1.   Die evangelischen Mitglieder der CDU in Niedersachsen bilden den Evangelischen Arbeitskreis (EAK) gemäß Satzung der CDU in Niedersachsen.

Ziel und Aufgabe des EAK ist es: 

- die Bedeutung des christlichen Menschenbildes für die politische Arbeit zu formulieren,

- die vertrauensvolle Zusammenarbeit der Konfessionen in der CDU zu fördern,

- die evangelischen Bürgerinnen und Bürger für die Ziele der CDU zu gewinnen und als Mitglieder zu werben,

- die evangelischen Mitglieder in der CDU zu aktivieren,

- die Verbindung zur evangelischen Kirche weiter auszubauen und die Zusammenarbeit intensiv zu gestalten,

- die evangelischen Belange innerhalb der CDU zu vertreten.

 

2.    

Alle Organisationsfragen des EAK werden durch die Satzung und Geschäftsordnung der CDU in Niedersachsen geregelt.

3.    

Das oberste Organ des EAK der CDU in Niedersachsen ist die Landesdelegiertenversammlung.
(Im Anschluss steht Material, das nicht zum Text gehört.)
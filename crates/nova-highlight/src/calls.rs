//! Call sites: method calls, instance creation, explicit constructor calls and enum constant
//! arguments.
//!
//! Resolution is recomputed from the tree rather than cached: the builder only records the type
//! of a call, not the candidate it picked. Diagnostics follow a fixed precedence: a missing
//! method, then ambiguity, then inapplicable arguments, and for a resolved call static context,
//! access, abstract `super` access and finally raw-receiver unchecked calls.

use nova_core::TextRange;
use nova_hir::{ConstructorCallKind, EnumConstantId, ExprId, ExprKind, ImportTarget, Symbol};
use nova_types::java::overload::{
    collect_constructors, collect_methods, resolve_overload, MethodCandidate, OverloadResolution,
};
use nova_types::{format_type, is_accessible, ClassId, ClassKind, Type, TypeEnv, Visibility};

use crate::codes;
use crate::context::{ClassFrame, FileContext};
use crate::diagnostic::{Diagnostic, Severity};
use crate::format::{arg_list, candidate_signature, declared_signature, mismatch_tooltip};
use crate::signature::erased;

#[derive(Debug, Clone, Copy, PartialEq, Eq)]
pub(crate) enum CallKind {
    Method,
    New,
    Constructor(ConstructorCallKind),
    EnumConstant,
}

#[derive(Debug, Clone)]
pub(crate) struct CallSite {
    pub kind: CallKind,
    /// Method name, or the simple name of the instantiated class.
    pub name: String,
    pub receiver: Type,
    /// Qualified by a class name (or reached through a static import): only static methods apply.
    pub static_only: bool,
    pub via_super: bool,
    /// The enclosing class an unqualified call was resolved in.
    pub frame: Option<ClassFrame>,
    pub args: Vec<Type>,
    pub resolution: OverloadResolution,
    pub range: TextRange,
    pub name_range: TextRange,
    pub arg_list_range: TextRange,
}

impl CallSite {
    fn is_constructor(&self) -> bool {
        !matches!(self.kind, CallKind::Method)
    }

    /// The method or constructor the call resolved to, if resolution succeeded.
    pub fn resolved(&self) -> Option<&MethodCandidate> {
        match &self.resolution {
            OverloadResolution::Resolved(candidate) => Some(candidate),
            _ => None,
        }
    }
}

fn arg_types(ctx: &FileContext<'_>, args: &[ExprId]) -> Vec<Type> {
    args.iter().map(|a| ctx.expr_type(*a).clone()).collect()
}

/// Resolve the call at `expr`. `None` when the expression is not a call or when the receiver
/// could not be typed (that is reported where the receiver is).
pub(crate) fn call_site(ctx: &FileContext<'_>, expr: ExprId) -> Option<CallSite> {
    let file = ctx.file;
    let env = ctx.env;
    let node = &file.exprs[expr];
    match &node.kind {
        ExprKind::MethodCall {
            qualifier,
            name,
            name_range,
            args,
            arg_list_range,
        } => {
            let args = arg_types(ctx, args);
            let mut static_only = false;
            let mut via_super = false;
            let mut frame = None;
            let receiver = match qualifier {
                Some(q) => {
                    let q = file.skip_parens(*q);
                    if matches!(file.exprs[q].kind, ExprKind::Super(_)) {
                        via_super = true;
                    }
                    match ctx.symbol(q) {
                        Some(Symbol::Class(def)) => {
                            static_only = true;
                            ctx.class_type(*def)
                        }
                        Some(Symbol::Package(_)) | Some(Symbol::TypeParam(_)) => return None,
                        _ => {
                            let ty = ctx.expr_type(q);
                            if ty.is_errorish() || ty.is_primitive() || ty.is_void() {
                                return None;
                            }
                            ty.clone()
                        }
                    }
                }
                None => match implicit_receiver(ctx, name) {
                    Some((ty, found, is_import)) => {
                        frame = found;
                        static_only = is_import;
                        ty
                    }
                    None => ctx
                        .current_class_def()
                        .map_or(Type::Unknown, |def| ctx.class_type(def)),
                },
            };
            let candidates = if receiver.is_errorish() {
                Vec::new()
            } else {
                collect_methods(env, &receiver, name)
            };
            Some(CallSite {
                kind: CallKind::Method,
                name: name.clone(),
                resolution: resolve_overload(env, &candidates, &args),
                receiver,
                static_only,
                via_super,
                frame,
                args,
                range: node.range,
                name_range: *name_range,
                arg_list_range: *arg_list_range,
            })
        }
        ExprKind::New {
            class,
            args,
            arg_list_range,
            anonymous,
            ..
        } => {
            let type_ref = &file.type_refs[*class];
            let ty = type_ref.ty.clone();
            let def = env.class(ty.as_class()?.def)?;
            if def.kind == ClassKind::Enum || def.is_interface() || (def.is_abstract && anonymous.is_none()) {
                return None;
            }
            let args = arg_types(ctx, args);
            let candidates = collect_constructors(env, &ty);
            Some(CallSite {
                kind: CallKind::New,
                name: def.simple_name().to_string(),
                resolution: resolve_overload(env, &candidates, &args),
                receiver: ty,
                static_only: false,
                via_super: false,
                frame: None,
                args,
                range: node.range,
                name_range: type_ref.range,
                arg_list_range: *arg_list_range,
            })
        }
        ExprKind::ConstructorCall {
            kind,
            args,
            arg_list_range,
            ..
        } => {
            let current = ctx.current_class_def()?;
            let class = env.class(current)?;
            let receiver = match kind {
                ConstructorCallKind::This => ctx.class_type(current),
                ConstructorCallKind::Super if class.kind == ClassKind::Enum => return None,
                ConstructorCallKind::Super => class
                    .super_class
                    .clone()
                    .unwrap_or_else(|| Type::class(env.well_known().object, vec![])),
            };
            let name = receiver
                .as_class()
                .and_then(|ct| env.class(ct.def))
                .map(|c| c.simple_name().to_string())?;
            let args = arg_types(ctx, args);
            let candidates = collect_constructors(env, &receiver);
            Some(CallSite {
                kind: CallKind::Constructor(*kind),
                name,
                resolution: resolve_overload(env, &candidates, &args),
                receiver,
                static_only: false,
                via_super: false,
                frame: None,
                args,
                range: node.range,
                name_range: node.range,
                arg_list_range: *arg_list_range,
            })
        }
        _ => None,
    }
}

/// The enum constructor invoked by constant `id`.
pub(crate) fn enum_constant_site(ctx: &FileContext<'_>, id: EnumConstantId) -> Option<CallSite> {
    let file = ctx.file;
    let constant = &file.enum_constants[id];
    let def = file.classes[constant.owner].def;
    let receiver = Type::class(def, vec![]);
    let args = arg_types(ctx, &constant.args);
    let candidates = collect_constructors(ctx.env, &receiver);
    Some(CallSite {
        kind: CallKind::EnumConstant,
        name: ctx.env.class(def)?.simple_name().to_string(),
        resolution: resolve_overload(ctx.env, &candidates, &args),
        receiver,
        static_only: false,
        via_super: false,
        frame: None,
        args,
        range: constant.range,
        name_range: constant.name_range,
        arg_list_range: constant.arg_list_range.unwrap_or(constant.name_range),
    })
}

/// Receiver of an unqualified call: the innermost enclosing class declaring or inheriting a
/// method `name`, then single and on-demand static imports.
fn implicit_receiver(ctx: &FileContext<'_>, name: &str) -> Option<(Type, Option<ClassFrame>, bool)> {
    let env = ctx.env;
    for frame in ctx.class_chain() {
        let this = ctx.class_type(frame.def);
        if !collect_methods(env, &this, name).is_empty() {
            return Some((this, Some(frame), false));
        }
    }
    let has_static = |owner: ClassId| {
        env.class(owner)
            .is_some_and(|c| c.methods.iter().any(|m| m.is_static && m.name == name))
    };
    ctx.file
        .imports
        .iter()
        .map(|id| &ctx.file.import_decls[*id])
        .filter(|import| import.is_static)
        .find_map(|import| match &import.resolved {
            Some(ImportTarget::StaticMember { owner, name: member, .. })
                if member == name && has_static(*owner) =>
            {
                Some(*owner)
            }
            Some(ImportTarget::Class(owner)) if import.is_on_demand && has_static(*owner) => Some(*owner),
            _ => None,
        })
        .map(|owner| (ctx.class_type(owner), None, true))
}

fn owner_name(ctx: &FileContext<'_>, candidate: &MethodCandidate) -> String {
    ctx.env
        .class(candidate.owner)
        .map(|c| c.simple_name().to_string())
        .unwrap_or_default()
}

fn is_candidate_accessible(ctx: &FileContext<'_>, candidate: &MethodCandidate) -> bool {
    match ctx.current_class_def() {
        Some(from) => is_accessible(ctx.env, candidate.owner, candidate.visibility(ctx.env), from),
        None => true,
    }
}

fn is_static_ok(site: &CallSite, candidate: &MethodCandidate, env: &dyn TypeEnv) -> bool {
    if site.is_constructor() || candidate.is_static(env) {
        return true;
    }
    !site.static_only && site.frame.map_or(true, |f| f.has_instance)
}

/// Diagnostics for the call at `site`, in precedence order; at most one is produced.
pub(crate) fn check_call(ctx: &FileContext<'_>, site: &CallSite) -> Option<Diagnostic> {
    let env = ctx.env;
    match &site.resolution {
        OverloadResolution::NotFound => cannot_resolve(ctx, site),
        OverloadResolution::Ambiguous(a, b) => {
            let first = format!("{}.{}", owner_name(ctx, a), candidate_signature(env, a));
            let second = format!("{}.{}", owner_name(ctx, b), candidate_signature(env, b));
            Some(Diagnostic::error(
                codes::AMBIGUOUS_CALL,
                format!("Ambiguous method call: both '{first}' and '{second}' match"),
                site.arg_list_range,
            ))
        }
        OverloadResolution::Inapplicable(candidates) => {
            let usable: Vec<&MethodCandidate> = candidates
                .iter()
                .filter(|c| is_candidate_accessible(ctx, c) && is_static_ok(site, c, env))
                .collect();
            let closest = match (candidates.as_slice(), usable.as_slice()) {
                ([only], _) => Some(only),
                (_, [only]) => Some(*only),
                _ => None,
            };
            match closest {
                Some(candidate) => Some(argument_mismatch(ctx, site, candidate)),
                None => cannot_resolve(ctx, site),
            }
        }
        OverloadResolution::Resolved(candidate) => check_resolved(ctx, site, candidate),
    }
}

fn cannot_resolve(ctx: &FileContext<'_>, site: &CallSite) -> Option<Diagnostic> {
    if site.args.iter().any(Type::is_errorish) {
        return None;
    }
    let args = arg_list(ctx.env, &site.args);
    let diagnostic = if site.is_constructor() {
        Diagnostic::error(
            codes::CANNOT_RESOLVE_CONSTRUCTOR,
            format!("Cannot resolve constructor '{}{args}'", site.name),
            site.arg_list_range,
        )
    } else {
        Diagnostic::error(
            codes::CANNOT_RESOLVE_METHOD,
            format!("Cannot resolve method '{}{args}'", site.name),
            site.name_range,
        )
    };
    Some(diagnostic)
}

fn argument_mismatch(ctx: &FileContext<'_>, site: &CallSite, candidate: &MethodCandidate) -> Diagnostic {
    let env = ctx.env;
    let owner = owner_name(ctx, candidate);
    let signature = candidate_signature(env, candidate);
    Diagnostic::builder(Severity::Error, codes::ARGUMENT_MISMATCH, site.arg_list_range)
        .message(format!(
            "'{signature}' in '{owner}' cannot be applied to '{}'",
            arg_list(env, &site.args)
        ))
        .tooltip(mismatch_tooltip(env, candidate, &owner, &site.args))
        .build()
}

fn check_resolved(ctx: &FileContext<'_>, site: &CallSite, candidate: &MethodCandidate) -> Option<Diagnostic> {
    let env = ctx.env;
    let signature = candidate_signature(env, candidate);

    if !site.is_constructor() && !candidate.is_static(env) {
        if let (Some(frame), Some(prologue)) = (site.frame, ctx.constructor_prologue()) {
            if frame.decl == prologue {
                return Some(Diagnostic::error(
                    codes::REFERENCE_BEFORE_SUPER,
                    format!("Cannot reference '{signature}' before supertype constructor has been called"),
                    site.name_range,
                ));
            }
        }
    }
    if !is_static_ok(site, candidate, env) {
        return Some(Diagnostic::error(
            codes::STATIC_CONTEXT,
            format!("Non-static method '{signature}' cannot be referenced from a static context"),
            site.name_range,
        ));
    }
    if !is_candidate_accessible(ctx, candidate) {
        let owner = owner_name(ctx, candidate);
        let message = match candidate.visibility(env) {
            Visibility::Private => format!("'{signature}' has private access in '{owner}'"),
            Visibility::Protected => format!("'{signature}' has protected access in '{owner}'"),
            _ => format!("'{signature}' is not public in '{owner}'. Cannot be accessed from outside package"),
        };
        let range = if site.is_constructor() {
            site.arg_list_range
        } else {
            site.name_range
        };
        return Some(Diagnostic::error(codes::INACCESSIBLE, message, range));
    }
    if site.via_super && candidate.is_abstract(env) {
        return Some(Diagnostic::error(
            codes::ABSTRACT_SUPER_CALL,
            format!("Abstract method '{signature}' cannot be accessed directly"),
            site.range,
        ));
    }
    if matches!(site.kind, CallKind::Method | CallKind::New) && site.receiver.is_raw(env) {
        let declared = candidate.declared_params(env);
        if erased(env, declared).as_slice() != declared {
            return Some(Diagnostic::unchecked(
                codes::UNCHECKED_CALL,
                format!(
                    "Unchecked call to '{}' as a member of raw type '{}'",
                    declared_signature(env, candidate),
                    format_type(env, &site.receiver)
                ),
                site.range,
            ));
        }
    }
    None
}

/// The exceptions a resolved call may throw, as seen at the call site.
pub(crate) fn thrown_types(ctx: &FileContext<'_>, site: &CallSite) -> Vec<Type> {
    site.resolved()
        .map(|candidate| candidate.throws(ctx.env))
        .unwrap_or_default()
}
Die CDU-Kreisverbände entsenden auf je angefangene 500 CDU-Mitglieder eine/n Delegierte/n.

4.     Die Landesdelegiertenversammlung tritt mindestens alle zwei Jahre zusammen und wählt den Landesvorstand. Im Anschluss an die Landesdelegiertenversammlung findet eine öffentliche Landestagung statt.

5.     Der Landesvorstand setzt sich zusammen aus der/dem Ehrenvorsitzenden, der/dem Vorsitzenden, zwei Stellvertreter/innen, der/dem Schriftführer/in und zehn Beisitzern/innen.
Der Landesvorstand kann weitere Mitglieder kooptieren. Der Landesvorstand hat – bis auf die kooptierten Mitglieder - in der Landesdelegiertenversammlung Stimmrecht.

6.     Die Landesdelegiertenversammlung und der Landesvorstand sind ohne Rücksicht auf die Zahl der Erschienenen beschlussfähig, wenn zur Landesdelegiertenversammlung zwei Wochen vorher bzw. zum Landesvorstand eine Woche vorher unter Angabe der Tagesordnung schriftlich eingeladen wurde.

7.     Außerhalb der Landesdelegiertenversammlung sollen auf Versammlungen Grundsatzfragen behandelt und es soll zu aktuellen politischen Problemen Stellung genommen werden. Der EAK hat dem Vorstand der CDU in Niedersachsen zuzuarbeiten.
Die Einladung zu Versammlungen erfolgt ohne Festlegung eines Delegiertenschlüssels.

8.     In Anlehnung an diese Landessatzung des EAK der CDU in Niedersachsen und die Satzungen der CDU auf Kreisebene sollen Evangelische Arbeitskreise auf Kreisebene gebildet werden.

Diese Landessatzung wurde durch die Landesdelegiertenversammlung des EAK der CDU in Niedersachsen am 26. April 2003 in Rotenburg/Wümme beschlossen.

Alle bisherigen Landesordnungen treten mit diesem Tage außer Kraft.